▶ [To do] The entries shown below are to be printed in full, unaltered.

Stored items:
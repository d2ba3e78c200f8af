use std::fs;
use std::path::{Path, PathBuf};
use std::process::Command;

use reqwest::Url;
use reqwest::blocking::Client;
use serde::{Deserialize, Serialize};
use slug::slugify;
use thiserror::Error;
use tracing::{debug, warn};

/// How a generated invoice is shown once the service returns its link.
#[derive(Debug, Serialize, Deserialize, Clone, Copy, PartialEq, Eq, Default)]
#[serde(rename_all = "lowercase")]
pub enum PdfDisplay {
    /// Hand the link to the system viewer.
    #[default]
    Open,
    /// Save into the download directory and reveal the file.
    Download,
    /// Only print the link.
    Print,
}

impl PdfDisplay {
    pub const ALL: [PdfDisplay; 3] = [PdfDisplay::Open, PdfDisplay::Download, PdfDisplay::Print];
}

impl std::fmt::Display for PdfDisplay {
    fn fmt(&self, f: &mut std::fmt::Formatter<'_>) -> std::fmt::Result {
        f.write_str(match self {
            PdfDisplay::Open => "open",
            PdfDisplay::Download => "download",
            PdfDisplay::Print => "print",
        })
    }
}

#[derive(Debug, Error)]
pub enum PdfError {
    #[error("Failed to download invoice PDF: {0}")]
    Download(#[from] reqwest::Error),

    #[error("Failed to save invoice PDF to {path}: {source}")]
    Save {
        path: PathBuf,
        #[source]
        source: std::io::Error,
    },
}

/// File name for a downloaded invoice: the link's last path segment,
/// slugified, falling back to `invoice.pdf`.
pub fn file_name_for(url: &Url) -> String {
    let stem = url
        .path_segments()
        .and_then(|mut segments| segments.next_back())
        .map(|last| last.strip_suffix(".pdf").unwrap_or(last))
        .map(slugify)
        .unwrap_or_default();
    if stem.is_empty() {
        "invoice.pdf".to_string()
    } else {
        format!("{stem}.pdf")
    }
}

pub fn download(client: &Client, url: &Url, dir: &Path) -> Result<PathBuf, PdfError> {
    debug!(%url, dir = %dir.display(), "downloading invoice");
    let bytes = client.get(url.clone()).send()?.error_for_status()?.bytes()?;
    fs::create_dir_all(dir).map_err(|source| PdfError::Save { path: dir.to_path_buf(), source })?;
    let path = dir.join(file_name_for(url));
    fs::write(&path, &bytes).map_err(|source| PdfError::Save { path: path.clone(), source })?;
    Ok(path)
}

/// Shows the invoice according to `display`. Returns the saved file when downloading.
pub fn present(
    display: PdfDisplay,
    url: &Url,
    client: &Client,
    download_dir: &Path,
) -> Result<Option<PathBuf>, PdfError> {
    match display {
        PdfDisplay::Print => {
            println!("📄 Invoice PDF: {}", url);
            Ok(None)
        }
        PdfDisplay::Open => {
            println!("🚀 Opening: {}", url);
            open(url.as_str());
            Ok(None)
        }
        PdfDisplay::Download => {
            let path = download(client, url, download_dir)?;
            println!("✅ PDF saved: {:?}", path);
            open_and_reveal(&path);
            Ok(Some(path))
        }
    }
}

fn spawn(program: &str, args: &[&str]) {
    if let Err(e) = Command::new(program).args(args).spawn() {
        warn!(program, error = %e, "could not launch viewer");
    }
}

/// Opens a link or file with the platform's default handler.
pub fn open(target: &str) {
    #[cfg(target_os = "macos")]
    spawn("open", &[target]);

    #[cfg(target_os = "windows")]
    spawn("explorer", &[target]);

    #[cfg(target_os = "linux")]
    spawn("xdg-open", &[target]);
}

// Reveal the file in Finder/Explorer, then open it.
fn open_and_reveal(path: &Path) {
    let file = path.to_string_lossy();

    #[cfg(target_os = "macos")]
    spawn("open", &["-R", &*file]);

    #[cfg(target_os = "windows")]
    spawn("explorer", &[format!("/select,{}", file).as_str()]);

    #[cfg(target_os = "linux")]
    if let Some(parent) = path.parent() {
        spawn("xdg-open", &[&*parent.to_string_lossy()]);
    }

    open(&file);
}
//! Point-of-sale invoice client: draft entry, validation, submission to the
//! remote invoice service, and lookup of previously generated invoices.

pub mod api;
pub mod config;
pub mod draft;
pub mod error;
pub mod flow;
pub mod history;
pub mod logging;
pub mod model;
pub mod pdf;
pub mod validation;

pub use api::{HttpInvoiceService, InvoiceService};
pub use config::Settings;
pub use draft::{DraftEdit, InvoiceDraft, ItemEdit};
pub use flow::SubmissionFlow;
pub use model::{Category, InvoiceRequest, PaymentMode};
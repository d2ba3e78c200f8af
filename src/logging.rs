use tracing_subscriber::EnvFilter;

/// Diagnostics go to stderr so they never mix with prompts and tables.
/// `RUST_LOG` wins over the level picked here.
pub fn init_tracing(verbose: bool) {
    let default_level = if verbose { "pos_invoice=debug,info" } else { "warn" };
    let env_filter =
        EnvFilter::try_from_default_env().unwrap_or_else(|_| EnvFilter::new(default_level));

    tracing_subscriber::fmt()
        .with_env_filter(env_filter)
        .with_writer(std::io::stderr)
        .with_target(verbose)
        .init();
}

▶ [Answer space]
repository d2ba3e78c200f8af
use std::fs;
use std::path::{Path, PathBuf};
use std::process::Command;

use reqwest::Url;
use reqwest::blocking::Client;
use serde::{Deserialize, Serialize};
use slug::slugify;
use thiserror::Error;
use tracing::{debug, warn};

/// How a generated invoice is shown once the service returns its link.
#[derive(Debug, Serialize, Deserialize, Clone, Copy, PartialEq, Eq, Default)]
#[serde(rename_all = "lowercase")]
pub enum PdfDisplay {
    /// Hand the link to the system viewer.
    #[default]
    Open,
    /// Save into the download directory and reveal the file.
    Download,
    /// Only print the link.
    Print,
}

impl PdfDisplay {
    pub const ALL: [PdfDisplay; 3] = [PdfDisplay::Open, PdfDisplay::Download, PdfDisplay::Print];
}

impl std::fmt::Display for PdfDisplay {
    fn fmt(&self, f: &mut std::fmt::Formatter<'_>) -> std::fmt::Result {
        f.write_str(match self {
            PdfDisplay::Open => "open",
            PdfDisplay::Download => "download",
            PdfDisplay::Print => "print",
        })
    }
}

#[derive(Debug, Error)]
pub enum PdfError {
    #[error("Failed to download invoice PDF: {0}")]
    Download(#[from] reqwest::Error),

    #[error("Failed to save invoice PDF to {path}: {source}")]
    Save {
        path: PathBuf,
        #[source]
        source: std::io::Error,
    },
}

/// File name for a downloaded invoice: the link's last path segment,
/// slugified, falling back to `invoice.pdf`.
pub fn file_name_for(url: &Url) -> String {
    let stem = url
        .path_segments()
        .and_then(|mut segments| segments.next_back())
        .map(|last| last.strip_suffix(".pdf").unwrap_or(last))
        .map(slugify)
        .unwrap_or_default();
    if stem.is_empty() {
        "invoice.pdf".to_string()
    } else {
        format!("{stem}.pdf")
    }
}

pub fn download(client: &Client, url: &Url, dir: &Path) -> Result<PathBuf, PdfError> {
    debug!(%url, dir = %dir.display(), "downloading invoice");
    let bytes = client.get(url.clone()).send()?.error_for_status()?.bytes()?;
    fs::create_dir_all(dir).map_err(|source| PdfError::Save { path: dir.to_path_buf(), source })?;
    let path = dir.join(file_name_for(url));
    fs::write(&path, &bytes).map_err(|source| PdfError::Save { path: path.clone(), source })?;
    Ok(path)
}

/// Shows the invoice according to `display`. Returns the saved file when downloading.
pub fn present(
    display: PdfDisplay,
    url: &Url,
    client: &Client,
    download_dir: &Path,
) -> Result<Option<PathBuf>, PdfError> {
    match display {
        PdfDisplay::Print => {
            println!("📄 Invoice PDF: {}", url);
            Ok(None)
        }
        PdfDisplay::Open => {
            println!("🚀 Opening: {}", url);
            open(url.as_str());
            Ok(None)
        }
        PdfDisplay::Download => {
            let path = download(client, url, download_dir)?;
            println!("✅ PDF saved: {:?}", path);
            open_and_reveal(&path);
            Ok(Some(path))
        }
    }
}

fn spawn(program: &str, args: &[&str]) {
    if let Err(e) = Command::new(program).args(args).spawn() {
        warn!(program, error = %e, "could not launch viewer");
    }
}

/// Opens a link or file with the platform's default handler.
pub fn open(target: &str) {
    #[cfg(target_os = "macos")]
    spawn("open", &[target]);

    #[cfg(target_os = "windows")]
    spawn("explorer", &[target]);

    #[cfg(target_os = "linux")]
    spawn("xdg-open", &[target]);
}

// Reveal the file in Finder/Explorer, then open it.
fn open_and_reveal(path: &Path) {
    let file = path.to_string_lossy();

    #[cfg(target_os = "macos")]
    spawn("open", &["-R", &*file]);

    #[cfg(target_os = "windows")]
    spawn("explorer", &[format!("/select,{}", file).as_str()]);

    #[cfg(target_os = "linux")]
    if let Some(parent) = path.parent() {
        spawn("xdg-open", &[&*parent.to_string_lossy()]);
    }

    open(&file);
}
//! Point-of-sale invoice client: draft entry, validation, submission to the
//! remote invoice service, and lookup of previously generated invoices.

pub mod api;
pub mod config;
pub mod draft;
pub mod error;
pub mod flow;
pub mod history;
pub mod logging;
pub mod model;
pub mod pdf;
pub mod validation;

pub use api::{HttpInvoiceService, InvoiceService};
pub use config::Settings;
pub use draft::{DraftEdit, InvoiceDraft, ItemEdit};
pub use flow::SubmissionFlow;
pub use model::{Category, InvoiceRequest, PaymentMode};
repository d2ba3e78c200f8af
filename src/logging.rs
use tracing_subscriber::EnvFilter;

/// Diagnostics go to stderr so they never mix with prompts and tables.
/// `RUST_LOG` wins over the level picked here.
pub fn init_tracing(verbose: bool) {
    let default_level = if verbose { "pos_invoice=debug,info" } else { "warn" };
    let env_filter =
        EnvFilter::try_from_default_env().unwrap_or_else(|_| EnvFilter::new(default_level));

    tracing_subscriber::fmt()
        .with_env_filter(env_filter)
        .with_writer(std::io::stderr)
        .with_target(verbose)
        .init();
}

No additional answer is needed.